Alexandre Desplat sabia que não poderia recusar um filme intitulado “A Lição de Piano”. A peça de August Wilson centra-se numa herança de família lindamente esculpida que reside numa casa afro-americana, e o compositor sentiu que o som do piano deveria ser, por na maior parte, reservada para momentos em que o próprio instrumento é tocado na tela.
“Achei que deveria ser como um altar sagrado, algo que você respeita, e o piano ganha vida quando você o abre, não antes”, diz o compositor francês.
O cenário de Pittsburgh em 1936 atraiu Desplat por causa de seu amor pelo jazz de Duke Ellington da época, então ele incorporou pedaços de cores do jazz. Mas como “A Lição de Piano” também incorpora elementos sobrenaturais, ele adicionou um pequeno coral feminino, “vozes do passado” representando os ancestrais da família que são tão importantes para Berniece (Danielle Deadwyler).

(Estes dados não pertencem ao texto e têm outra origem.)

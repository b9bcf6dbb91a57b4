//! Shared on-disk model store and pre-downloader.
//!
//! Model weights live under `<configRoot>/<tool>-models/`, one directory per
//! tool family, shared by every task. Presence of a file under its vendor
//! checksum name means "ready"; downloads go through a temp file and an
//! atomic rename so a crash never leaves a half-written weight that looks
//! complete.

pub mod downloader;

use std::collections::HashMap;
use std::path::PathBuf;
use std::sync::Arc;

use log::{info, warn};
use tokio::sync::Mutex;
use tokio_util::sync::CancellationToken;

use crate::error::LangkitError;
use crate::progress::{humanize_bytes, importance::BAR_DEMUCS_MODEL_DL, ProgressReporter};
use crate::Result;

/// Tool family owning a model directory.
#[derive(Debug, Clone, Copy, PartialEq, Eq, Hash)]
pub enum ToolFamily {
    Demucs,
    AudioSeparator,
}

impl ToolFamily {
    /// Directory name under the config root.
    pub fn dir_name(&self) -> &'static str {
        match self {
            ToolFamily::Demucs => "demucs-models",
            ToolFamily::AudioSeparator => "audio-separator-models",
        }
    }

    /// Legacy per-container model path relative to the config root, used by
    /// the one-time migration.
    pub fn legacy_dir_name(&self) -> &'static str {
        match self {
            ToolFamily::Demucs => "docker/demucs/data/models",
            ToolFamily::AudioSeparator => "docker/audio-separator/data/models",
        }
    }

    /// Mount point of the shared model dir inside the tool container.
    pub fn container_model_dir(&self) -> &'static str {
        match self {
            ToolFamily::Demucs => "/data/models",
            ToolFamily::AudioSeparator => "/app/models",
        }
    }
}

/// One expected weight file.
#[derive(Debug, Clone, Copy)]
pub struct ModelFile {
    /// Vendor checksum-scheme file name.
    pub name: &'static str,
    /// HTTPS source.
    pub url: &'static str,
}

/// A known separation model and the files that make it ready.
#[derive(Debug, Clone, Copy)]
pub struct ModelSpec {
    /// Model name as selected in the request options.
    pub name: &'static str,
    /// Owning tool family.
    pub tool: ToolFamily,
    /// Expected files, all required.
    pub files: &'static [ModelFile],
}

/// Every model the separation subsystem knows how to fetch.
pub const MODEL_SPECS: &[ModelSpec] = &[
    ModelSpec {
        name: "htdemucs",
        tool: ToolFamily::Demucs,
        files: &[
            ModelFile {
                name: "955717e8-8726e21a.th",
                url: "https://dl.fbaipublicfiles.com/demucs/hybrid_transformer/955717e8-8726e21a.th",
            },
            ModelFile {
                name: "htdemucs.yaml",
                url: "https://raw.githubusercontent.com/facebookresearch/demucs/main/demucs/remote/htdemucs.yaml",
            },
        ],
    },
    ModelSpec {
        name: "htdemucs_ft",
        tool: ToolFamily::Demucs,
        files: &[
            ModelFile {
                name: "f7e0c4bc-ba3fe64a.th",
                url: "https://dl.fbaipublicfiles.com/demucs/hybrid_transformer/f7e0c4bc-ba3fe64a.th",
            },
            ModelFile {
                name: "d12395a8-e57c48e6.th",
                url: "https://dl.fbaipublicfiles.com/demucs/hybrid_transformer/d12395a8-e57c48e6.th",
            },
            ModelFile {
                name: "92cfc3b6-ef3bcb9c.th",
                url: "https://dl.fbaipublicfiles.com/demucs/hybrid_transformer/92cfc3b6-ef3bcb9c.th",
            },
            ModelFile {
                name: "04573f0d-f3cf25b2.th",
                url: "https://dl.fbaipublicfiles.com/demucs/hybrid_transformer/04573f0d-f3cf25b2.th",
            },
            ModelFile {
                name: "htdemucs_ft.yaml",
                url: "https://raw.githubusercontent.com/facebookresearch/demucs/main/demucs/remote/htdemucs_ft.yaml",
            },
        ],
    },
    ModelSpec {
        name: "UVR-MDX-NET-Voc_FT",
        tool: ToolFamily::AudioSeparator,
        files: &[ModelFile {
            name: "UVR-MDX-NET-Voc_FT.onnx",
            url: "https://github.com/TRvlvr/model_repo/releases/download/all_public_uvr_models/UVR-MDX-NET-Voc_FT.onnx",
        }],
    },
];

/// Look up a model spec by request name.
pub fn model_spec(name: &str) -> Option<&'static ModelSpec> {
    MODEL_SPECS.iter().find(|spec| spec.name == name)
}

/// Marker file recording that legacy migration already ran.
const MIGRATED_MARKER: &str = ".migrated";

/// The shared on-disk model store.
pub struct ModelCache {
    config_root: PathBuf,
    client: reqwest::Client,
    /// In-process advisory lock per model directory.
    dir_locks: Mutex<HashMap<PathBuf, Arc<Mutex<()>>>>,
}

impl ModelCache {
    /// Create a cache rooted at the config root.
    pub fn new(config_root: PathBuf) -> Self {
        Self {
            config_root,
            client: reqwest::Client::new(),
            dir_locks: Mutex::new(HashMap::new()),
        }
    }

    /// Shared model directory for a tool family.
    pub fn model_dir(&self, tool: ToolFamily) -> PathBuf {
        self.config_root.join(tool.dir_name())
    }

    /// Whether every expected file of a model is present and non-empty.
    pub fn is_ready(&self, spec: &ModelSpec) -> bool {
        self.missing_files(spec).is_empty()
    }

    /// The expected files not yet present on disk.
    pub fn missing_files(&self, spec: &ModelSpec) -> Vec<&'static ModelFile> {
        let dir = self.model_dir(spec.tool);
        spec.files
            .iter()
            .filter(|file| {
                let path = dir.join(file.name);
                !std::fs::metadata(&path).is_ok_and(|m| m.len() > 0)
            })
            .collect()
    }

    async fn dir_lock(&self, dir: &PathBuf) -> Arc<Mutex<()>> {
        let mut locks = self.dir_locks.lock().await;
        locks.entry(dir.clone()).or_default().clone()
    }

    /// Download every missing file of a model, with progress on the model
    /// download bar. Failures come back as `ModelDownloadFailed` so the
    /// retry layer can attach a `DownloadExpectation`.
    pub async fn pre_download_model(
        &self,
        spec: &ModelSpec,
        reporter: &ProgressReporter,
        cancel: &CancellationToken,
    ) -> Result<()> {
        let dir = self.model_dir(spec.tool);
        let lock = self.dir_lock(&dir).await;
        let _guard = lock.lock().await;

        // Re-check under the lock: another task may have finished the work.
        let missing = self.missing_files(spec);
        if missing.is_empty() {
            return Ok(());
        }
        tokio::fs::create_dir_all(&dir).await?;

        let total_files = missing.len();
        for (i, file) in missing.into_iter().enumerate() {
            if cancel.is_cancelled() {
                return Err(LangkitError::Cancelled);
            }
            let dest = dir.join(file.name);
            let description = format!(
                "Downloading {} ({}/{})",
                file.name,
                i + 1,
                total_files
            );
            let result = downloader::download_file(
                &self.client,
                file.url,
                &dest,
                cancel,
                |done, total| {
                    let percent = match total {
                        Some(total) if total > 0 => {
                            ((done as f64 / total as f64) * 100.0) as u32
                        }
                        _ => 0,
                    };
                    reporter.update_sized(
                        BAR_DEMUCS_MODEL_DL,
                        percent.min(100),
                        100,
                        "model-download",
                        &description,
                        Some(humanize_bytes(done)),
                    );
                },
            )
            .await;

            match result {
                Ok(()) => {}
                Err(e) if e.is_cancelled() => return Err(e),
                Err(e) => {
                    return Err(LangkitError::model_download(spec.name, e.to_string()));
                }
            }
        }
        Ok(())
    }

    /// One-time migration from the legacy per-container model layout.
    ///
    /// Legacy files may be root-owned, so the copy + chown runs inside a
    /// throwaway container with both directories mounted. Files already in
    /// the shared cache are never overwritten, which keeps two
    /// installations sharing a config root from clobbering each other.
    pub async fn migrate_legacy(&self, tool: ToolFamily) -> Result<()> {
        let shared = self.model_dir(tool);
        let legacy = self.config_root.join(tool.legacy_dir_name());
        let marker = shared.join(MIGRATED_MARKER);

        if marker.exists() || !legacy.is_dir() {
            return Ok(());
        }
        tokio::fs::create_dir_all(&shared).await?;

        let uid_gid = current_uid_gid().await;
        info!(
            "migrating legacy {} models from {} to {}",
            tool.dir_name(),
            legacy.display(),
            shared.display()
        );
        let script = format!(
            "cp -rn /legacy/. /shared/ && chown -R {} /shared",
            uid_gid
        );
        crate::docker::run_throwaway(
            "alpine:3.20",
            &[
                (legacy.clone(), PathBuf::from("/legacy")),
                (shared.clone(), PathBuf::from("/shared")),
            ],
            &["sh", "-c", &script],
        )
        .await?;

        tokio::fs::write(&marker, b"").await?;
        if let Err(e) = tokio::fs::remove_dir_all(&legacy).await {
            warn!("legacy model dir left in place: {}", e);
        }
        Ok(())
    }
}

/// The invoking user's `uid:gid` for the migration chown; root as fallback.
async fn current_uid_gid() -> String {
    #[cfg(unix)]
    {
        let uid = tokio::process::Command::new("id").arg("-u").output().await;
        let gid = tokio::process::Command::new("id").arg("-g").output().await;
        if let (Ok(uid), Ok(gid)) = (uid, gid) {
            if uid.status.success() && gid.status.success() {
                return format!(
                    "{}:{}",
                    String::from_utf8_lossy(&uid.stdout).trim(),
                    String::from_utf8_lossy(&gid.stdout).trim()
                );
            }
        }
    }
    "0:0".to_string()
}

“Nickel Boys” contém uma das partituras menos convencionais do ano. Os compositores Alex Somers e Scott Alario gravaram instrumentos tradicionais, coros infantis e até sons de brinquedos, depois os processaram em algo que Somers descreve como “lento, ambiente e textural” para o filme de RaMell Ross do romance vencedor do Prêmio Pulitzer sobre dois meninos em um reformatório na Flórida onde o abuso é galopante.
“Nossa música é lenta”, diz Somers. “Não usamos muita percussão; é sonhador e ambiente. E a maneira como ele apresentou a história combina visualmente muito bem com algo que é lento e textural. Nós marcamos a partir de um lugar emocional puro e menos de um objetivo de trilha sonora pensativo.
Ambos os compositores visitaram os sets da Louisiana e se inspiraram no local antes de retornar aos seus estúdios (Somers em Los Angeles, Alario em Rhode Island) para criar sua paisagem sonora incomum.